Authors Abu Baker F, Mari A, Amarney K, Hakeem AR, Ovadia B, Kopelman Y

Received 4 September 2018

Accepted for publication 23 January 2019

Published 26 February 2019 Volume 2019:12 Pages 105—110

DOI https://doi.org/10.2147/CEG.S186393

Checked for plagiarism Yes

Review by Single-blind

Peer reviewers approved by Dr Colin Mak

Peer reviewer comments 3

Editor who approved publication: Prof. Dr.

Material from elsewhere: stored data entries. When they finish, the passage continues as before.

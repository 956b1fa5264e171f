//! Half-open UTC time intervals and the frequency used to slice them.

use std::fmt;

use chrono::{DateTime, Duration, Utc};

/// Errors building a [`Period`] or [`Frequency`].
#[derive(thiserror::Error, Debug, PartialEq, Eq)]
pub enum PeriodError {
    /// `end` lies before `start`.
    #[error("period end {end} is before start {start}")]
    Inverted {
        /// Requested start.
        start: DateTime<Utc>,
        /// Requested end.
        end: DateTime<Utc>,
    },
    /// Frequencies must be strictly positive.
    #[error("frequency must be positive, got {0}")]
    NonPositiveFrequency(Duration),
}

/// A half-open interval `[start, end)` of UTC instants.
///
/// Ordered by `start`, then `end`.
#[derive(Debug, Clone, Copy, PartialEq, Eq, PartialOrd, Ord, Hash)]
pub struct Period {
    /// Inclusive lower bound.
    pub start: DateTime<Utc>,
    /// Exclusive upper bound.
    pub end: DateTime<Utc>,
}

impl Period {
    /// Builds a period, rejecting `end < start`. `start == end` is the empty period.
    pub fn new(start: DateTime<Utc>, end: DateTime<Utc>) -> Result<Self, PeriodError> {
        if end < start {
            return Err(PeriodError::Inverted { start, end });
        }
        Ok(Self { start, end })
    }

    /// `true` when no instant lies inside.
    pub fn is_empty(&self) -> bool {
        self.start >= self.end
    }

    /// Length of the interval.
    pub fn duration(&self) -> Duration {
        self.end - self.start
    }

    /// `true` if `other` lies entirely inside `self`, bounds included.
    pub fn contains(&self, other: &Period) -> bool {
        self.start <= other.start && other.end <= self.end
    }

    /// Grows the period by `margin` on both sides, saturating at the representable range.
    pub fn widen(&self, margin: Duration) -> Period {
        Period {
            start: self
                .start
                .checked_sub_signed(margin)
                .unwrap_or(DateTime::<Utc>::MIN_UTC),
            end: self
                .end
                .checked_add_signed(margin)
                .unwrap_or(DateTime::<Utc>::MAX_UTC),
        }
    }

    /// Consecutive sub-periods `[s, min(s + frequency, end))` starting at `start`.
    ///
    /// The last slice may be shorter; an empty period yields nothing.
    pub fn slice(&self, frequency: Frequency) -> Slices {
        Slices {
            cursor: self.start,
            end: self.end,
            step: frequency.0,
        }
    }
}

impl fmt::Display for Period {
    fn fmt(&self, f: &mut fmt::Formatter<'_>) -> fmt::Result {
        write!(
            f,
            "[{}, {})",
            self.start.format("%Y-%m-%dT%H:%M:%SZ"),
            self.end.format("%Y-%m-%dT%H:%M:%SZ")
        )
    }
}

/// Iterator returned by [`Period::slice`].
#[derive(Debug, Clone)]
pub struct Slices {
    cursor: DateTime<Utc>,
    end: DateTime<Utc>,
    step: Duration,
}

impl Iterator for Slices {
    type Item = Period;

    fn next(&mut self) -> Option<Period> {
        if self.cursor >= self.end {
            return None;
        }
        let start = self.cursor;
        let end = start
            .checked_add_signed(self.step)
            .map_or(self.end, |e| e.min(self.end));
        self.cursor = end;
        Some(Period { start, end })
    }
}

/// Strictly positive slicing length.
#[derive(Debug, Clone, Copy, PartialEq, Eq)]
pub struct Frequency(Duration);

impl Frequency {
    /// Wraps a positive duration.
    pub fn new(d: Duration) -> Result<Self, PeriodError> {
        if d <= Duration::zero() {
            return Err(PeriodError::NonPositiveFrequency(d));
        }
        Ok(Self(d))
    }

    /// `n` whole days.
    pub fn days(n: u32) -> Result<Self, PeriodError> {
        Self::new(Duration::days(i64::from(n)))
    }

    /// The wrapped duration.
    pub fn duration(&self) -> Duration {
        self.0
    }

    /// Half the frequency, the tolerance applied when matching coverage.
    pub fn half(&self) -> Duration {
        self.0 / 2
    }
}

Everson L.A. Artifon


Fadi Abu Baker,1 Amir Mari,1 Kamal Aamarney,2 Abu Ras Hakeem,3 Barouch Ovadia,1 Yael Kopelman,1

1Gastroenterology and Hepatology Department, Hillel Yaffe Medical Center, affiliated to the Ruth and Rappaport Faculty of Medicine, Haifa, Israel; 2Pharmacy Services Department, Hillel Yaffe Medical Center, affiliated to the Ruth and Rappaport Faculty of Medicine, Haifa, Israel; 3Anesthesiology Department, Hillel Yaffe Medical Center, affiliated to the Ruth and Rappaport Faculty of Medicine, Haifa, Israel

Background: Propofol-mediated sedation is safe and clearly associated with increased patient satisfaction. However, whether it results in a favorable effect on colonoscopy outcomes and performance compared to standard sedation with benzodiazepines/opiates remains unclear.
Objectives: To determine the effect of propofol-mediated sedation on colonoscopy-quality measures compared to traditional sedation.
Methods: A large cohort of 44,794 patients who had undergone sedated colonoscopies were included. Colonoscopy-quality indicators were examined in benzodiazepine/opiate-sedated patients and compared with a propofol-mediated sedation group. Adjustment for potential confounders, such as age, sex, quality of bowel preparation, procedural setting, and indication was performed.
Results: Patients who received propofol-mediated sedation were more likely, and in a dose-dependent manner, to have an enhanced polyp-detection rate (22.8% vs 20.9%, P<0.001), cecal intubation rate (90.4% vs 87.3%, P<0.001), and terminal ileum-intubation rate (6.4% vs 1.6%, P<0.001). On multivariate analysis, these findings were maintained, as propofol-mediated sedation use was significantly associated with improved colonoscopy indicators.
Conclusion: Propofol-mediated sedation during colonoscopy is associated with better examination performance and improved outcomes. Further prospective or randomized trials to support these findings are warranted.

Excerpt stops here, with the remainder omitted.